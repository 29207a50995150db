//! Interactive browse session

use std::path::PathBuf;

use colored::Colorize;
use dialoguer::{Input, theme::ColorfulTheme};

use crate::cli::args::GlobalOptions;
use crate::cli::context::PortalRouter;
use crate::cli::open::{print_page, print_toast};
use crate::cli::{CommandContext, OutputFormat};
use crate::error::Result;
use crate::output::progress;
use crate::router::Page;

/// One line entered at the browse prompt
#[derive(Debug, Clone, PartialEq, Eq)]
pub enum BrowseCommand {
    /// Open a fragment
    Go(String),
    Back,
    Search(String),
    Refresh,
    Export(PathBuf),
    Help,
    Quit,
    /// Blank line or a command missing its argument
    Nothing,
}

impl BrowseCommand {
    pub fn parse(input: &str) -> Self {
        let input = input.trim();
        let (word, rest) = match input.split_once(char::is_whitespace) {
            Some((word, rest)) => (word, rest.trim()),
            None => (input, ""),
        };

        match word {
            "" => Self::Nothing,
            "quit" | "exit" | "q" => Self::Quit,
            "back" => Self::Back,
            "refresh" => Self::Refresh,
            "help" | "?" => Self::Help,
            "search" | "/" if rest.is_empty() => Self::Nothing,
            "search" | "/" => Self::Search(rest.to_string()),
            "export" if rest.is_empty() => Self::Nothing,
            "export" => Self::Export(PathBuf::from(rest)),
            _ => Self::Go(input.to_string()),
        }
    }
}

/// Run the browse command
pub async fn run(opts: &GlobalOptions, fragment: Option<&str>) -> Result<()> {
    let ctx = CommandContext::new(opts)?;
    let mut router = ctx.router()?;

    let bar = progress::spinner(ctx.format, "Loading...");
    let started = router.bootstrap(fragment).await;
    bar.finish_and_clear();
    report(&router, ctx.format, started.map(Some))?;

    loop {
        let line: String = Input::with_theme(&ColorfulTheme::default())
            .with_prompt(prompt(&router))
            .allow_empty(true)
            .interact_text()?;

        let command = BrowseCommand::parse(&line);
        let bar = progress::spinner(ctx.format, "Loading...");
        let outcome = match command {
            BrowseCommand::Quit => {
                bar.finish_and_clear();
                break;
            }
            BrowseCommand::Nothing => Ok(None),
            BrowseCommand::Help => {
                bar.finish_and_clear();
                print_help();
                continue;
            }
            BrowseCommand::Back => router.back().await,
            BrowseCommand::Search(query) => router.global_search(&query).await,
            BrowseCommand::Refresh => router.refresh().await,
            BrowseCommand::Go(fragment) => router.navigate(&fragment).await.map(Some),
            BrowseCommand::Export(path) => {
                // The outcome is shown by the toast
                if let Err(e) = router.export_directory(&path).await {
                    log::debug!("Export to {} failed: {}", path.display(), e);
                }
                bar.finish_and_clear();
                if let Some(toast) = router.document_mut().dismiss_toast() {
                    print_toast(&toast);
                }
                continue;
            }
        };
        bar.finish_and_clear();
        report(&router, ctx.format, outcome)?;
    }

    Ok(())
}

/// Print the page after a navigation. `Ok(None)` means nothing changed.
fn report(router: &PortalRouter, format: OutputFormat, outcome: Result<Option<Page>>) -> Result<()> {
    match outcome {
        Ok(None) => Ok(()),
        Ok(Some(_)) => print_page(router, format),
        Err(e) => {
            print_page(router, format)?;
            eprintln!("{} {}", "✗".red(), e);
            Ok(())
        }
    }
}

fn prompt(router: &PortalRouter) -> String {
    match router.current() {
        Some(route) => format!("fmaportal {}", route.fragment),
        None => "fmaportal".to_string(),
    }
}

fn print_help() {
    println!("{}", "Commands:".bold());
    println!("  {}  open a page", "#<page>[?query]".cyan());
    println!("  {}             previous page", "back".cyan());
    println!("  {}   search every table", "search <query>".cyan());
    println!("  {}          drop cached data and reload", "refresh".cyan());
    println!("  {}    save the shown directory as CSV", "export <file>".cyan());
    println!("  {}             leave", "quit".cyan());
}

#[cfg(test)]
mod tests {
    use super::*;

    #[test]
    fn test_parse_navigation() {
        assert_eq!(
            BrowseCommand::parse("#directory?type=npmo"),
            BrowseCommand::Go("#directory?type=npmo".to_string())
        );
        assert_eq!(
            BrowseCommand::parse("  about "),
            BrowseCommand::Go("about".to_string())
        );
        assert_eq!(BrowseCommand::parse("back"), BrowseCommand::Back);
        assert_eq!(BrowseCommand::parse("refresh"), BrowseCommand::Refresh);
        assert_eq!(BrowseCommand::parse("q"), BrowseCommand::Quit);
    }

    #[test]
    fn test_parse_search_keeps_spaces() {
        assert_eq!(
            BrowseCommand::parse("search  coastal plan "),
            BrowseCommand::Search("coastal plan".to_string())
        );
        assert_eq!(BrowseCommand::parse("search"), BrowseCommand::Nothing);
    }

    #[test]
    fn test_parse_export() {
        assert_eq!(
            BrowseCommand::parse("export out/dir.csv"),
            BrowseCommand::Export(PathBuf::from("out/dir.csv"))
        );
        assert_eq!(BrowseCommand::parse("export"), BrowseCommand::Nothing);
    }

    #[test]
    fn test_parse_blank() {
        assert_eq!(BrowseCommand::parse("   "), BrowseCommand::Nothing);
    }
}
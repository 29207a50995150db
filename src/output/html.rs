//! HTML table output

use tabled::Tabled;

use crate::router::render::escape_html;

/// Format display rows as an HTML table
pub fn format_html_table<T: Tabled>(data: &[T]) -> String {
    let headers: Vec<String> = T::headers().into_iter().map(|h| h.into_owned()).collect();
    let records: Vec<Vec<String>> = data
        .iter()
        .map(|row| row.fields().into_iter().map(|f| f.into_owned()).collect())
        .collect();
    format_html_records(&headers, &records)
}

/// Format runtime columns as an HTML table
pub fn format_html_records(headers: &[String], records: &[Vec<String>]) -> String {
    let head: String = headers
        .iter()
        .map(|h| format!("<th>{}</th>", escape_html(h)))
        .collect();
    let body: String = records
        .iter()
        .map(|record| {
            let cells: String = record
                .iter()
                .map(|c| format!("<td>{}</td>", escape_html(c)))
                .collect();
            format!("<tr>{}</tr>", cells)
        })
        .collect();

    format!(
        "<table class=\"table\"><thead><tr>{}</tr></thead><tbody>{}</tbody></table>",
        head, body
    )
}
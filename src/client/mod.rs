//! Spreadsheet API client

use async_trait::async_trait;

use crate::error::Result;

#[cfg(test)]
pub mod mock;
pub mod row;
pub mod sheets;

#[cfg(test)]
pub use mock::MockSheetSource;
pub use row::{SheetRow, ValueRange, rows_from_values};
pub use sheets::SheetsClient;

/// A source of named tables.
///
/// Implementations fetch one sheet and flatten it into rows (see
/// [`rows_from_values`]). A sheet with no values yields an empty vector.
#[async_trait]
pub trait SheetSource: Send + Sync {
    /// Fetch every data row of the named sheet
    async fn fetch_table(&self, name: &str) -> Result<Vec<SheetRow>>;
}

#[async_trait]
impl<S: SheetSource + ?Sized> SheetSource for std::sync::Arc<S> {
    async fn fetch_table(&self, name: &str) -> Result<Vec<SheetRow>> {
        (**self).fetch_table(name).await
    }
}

########################################

Task to complete: Using the listing above, list every line in which the string "data" occurs.

Solution:
    println!("  {}          drop cached data and reload", "refresh".cyan());
pub fn format_html_table<T: Tabled>(data: &[T]) -> String {
    let records: Vec<Vec<String>> = data
    /// Fetch every data row of the named sheet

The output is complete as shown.